How can I make a bevel around a curved surface?

Hi… I want to make a bevel around a curved surface…

Normally I use Fredo6’s “RoundCorner” plugin which often helps… But in this case it keeps telling me I have overlaps and it creates some random geometry.

If I then try to clean this up, I get great holes in the model:

Interestingly, at the other end of the model, the “round corner” worked perfectly… So I wonder if I started again, it might be OK… But this isn’t the first time I have struggled to do this and would like to find a better way.

Is there a better way to achieve this? Or better still, is it possible to “clean up” after applying the RoundCorner tool?

Here is my STL if its any help

Starting Again 1.skp (1.1 MB)

The effect you are seeing happens when the profile you are using is too large compared to the length of the path’s arc segments near a sharp corner. It can also happen when using SketchUp’s follow-me Tool. Often you can improve the result by using a curve with fewer segments for the path, or by replacing a few segments near the corner with a longer single edge. Sometimes it also helps to scale the model up to a larger size before doing the operation, as SketchUp’s failure to create small edges can aggravate the problem.

When this anomaly occurs it can indeed be very fiddly to clean it up!

I tried all the options in RoundCorner… If anything, changing the number of segments makes it worse.

I have just noticed something… When I select the edges I want to round, the tool already marks a little extra geometry:

Where as the other end of the model does not:

In fact, as soon as I click on that edge in RoundCorner, I get this extra green line… Where as if I do the same at the other end, I do not… So there is specifically something wrong with my model at this point.

Your model is not symmetric, which is why the two corners are being treated differently (see attached screenshots). The final segment near the left corner is very small compared to the profile and dangerously close to SketchUp’s small edge problems. That’s what is messing up round corner’s algorithm.

Ahhh. I did try to make it symetrical, but due to it being curved, i just did it by eye to make it as close as possible.

I didn’t think that symetry had anything to do it it, as even if i only try to round “That” corner on its own, i get the same issue.

I did think about the small edge problem, so i scaled it up to x10 and x100 and it was exactly the same.

Any thoughts on how i fix this? Is there an easy to to fix the symmetry?
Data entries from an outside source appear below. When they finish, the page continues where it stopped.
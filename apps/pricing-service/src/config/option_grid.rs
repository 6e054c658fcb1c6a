//! Option parameter grid scanned for every symbol.

use serde::{Deserialize, Serialize};

use crate::domain::pricing::OptionParameters;

/// Strikes and expirations priced per symbol, plus shared market inputs.
#[derive(Debug, Clone, PartialEq, Serialize, Deserialize)]
#[serde(rename_all = "camelCase")]
pub struct OptionGridConfig {
    /// Absolute strike prices.
    #[serde(default = "default_strike_prices")]
    pub strike_prices: Vec<f64>,
    /// Expirations in years.
    #[serde(default = "default_expirations")]
    pub expirations: Vec<f64>,
    /// Volatility passed to providers.
    #[serde(default = "default_volatility")]
    pub volatility: f64,
    /// Risk-free rate passed to providers.
    #[serde(default = "default_risk_free_rate")]
    pub risk_free_rate: f64,
    /// Dividend yield passed to providers.
    #[serde(default)]
    pub dividend_yield: f64,
}

impl Default for OptionGridConfig {
    fn default() -> Self {
        Self {
            strike_prices: default_strike_prices(),
            expirations: default_expirations(),
            volatility: default_volatility(),
            risk_free_rate: default_risk_free_rate(),
            dividend_yield: 0.0,
        }
    }
}

impl OptionGridConfig {
    /// Every strike × expiration combination for one underlying price.
    ///
    /// Strikes vary slowest, so results group by strike.
    #[must_use]
    pub fn parameters_for(&self, underlying_price: f64) -> Vec<OptionParameters> {
        self.strike_prices
            .iter()
            .flat_map(|&strike| {
                self.expirations.iter().map(move |&expiration| {
                    OptionParameters::new(underlying_price, strike, expiration)
                        .with_volatility(self.volatility)
                        .with_risk_free_rate(self.risk_free_rate)
                        .with_dividend_yield(self.dividend_yield)
                })
            })
            .collect()
    }
}

pub(crate) fn default_strike_prices() -> Vec<f64> {
    vec![90.0, 100.0, 110.0]
}

pub(crate) fn default_expirations() -> Vec<f64> {
    vec![0.5, 1.0]
}

pub(crate) const fn default_volatility() -> f64 {
    0.2
}

pub(crate) const fn default_risk_free_rate() -> f64 {
    0.01
}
Edit: I just tried it again 1000x bigger, and still get exactly the same issue as soon as I select that corner…

Here you can see how tiny that edge is compared to its neighbor.

I’d delete those two edges and the corresponding ones on the bottom arc of the surface (after exploding that arc so you can select the edges), then redraw a single edge from the corner to where the far end of the longer edge was. The face will disappear when you delete the edges, but will be restored when you draw the new, longer edge. Nobody is likely to notice the very slight asymmetry afterward.

The alternative to get perfect symmetry would be erasing half the shape (which may be a problem unless there are vertices at the exact middle on all arcs) and then making a mirror copy of the remaining half and joining the two parts back together.

Cheers… To be honest, I am struggling to understand what you are showing me there. Is there a ‘too’ which shows those black/dark markers?. I have found a solution… I rounded the offending corner…

And now I don’t get any problems… This I think works for my application (which is a tiny 3d printed part where dimensions arn’t important)

I still wish I understood a little more about how Sketchup works, but I think this solution is fine (And actually better).

Cheers.

Jon

I went back to the original and after zooming in could see that tiny ‘slither’… So drew a line across the top and “pushed” the think strip down to the floor and thats fixed it.

I am not sure if this makes sense, so here is a picture (in this I have only just started pushing it down)

So I think it makes sense… How exactly did you spot this? Whats is that tool that shows the ends in black (As per your photo above)?

Thanks again

Jon

To get those blobs at the ends of edges, open the Styles window, select and edit the current style and enable Endpoints in the edges tab.

I spotted the problem by zooming in close and examining those corners based on experience with small edges near sharp corners causing this kind of effect. Turning on the edge endpoints just makes the situation more conspicuous.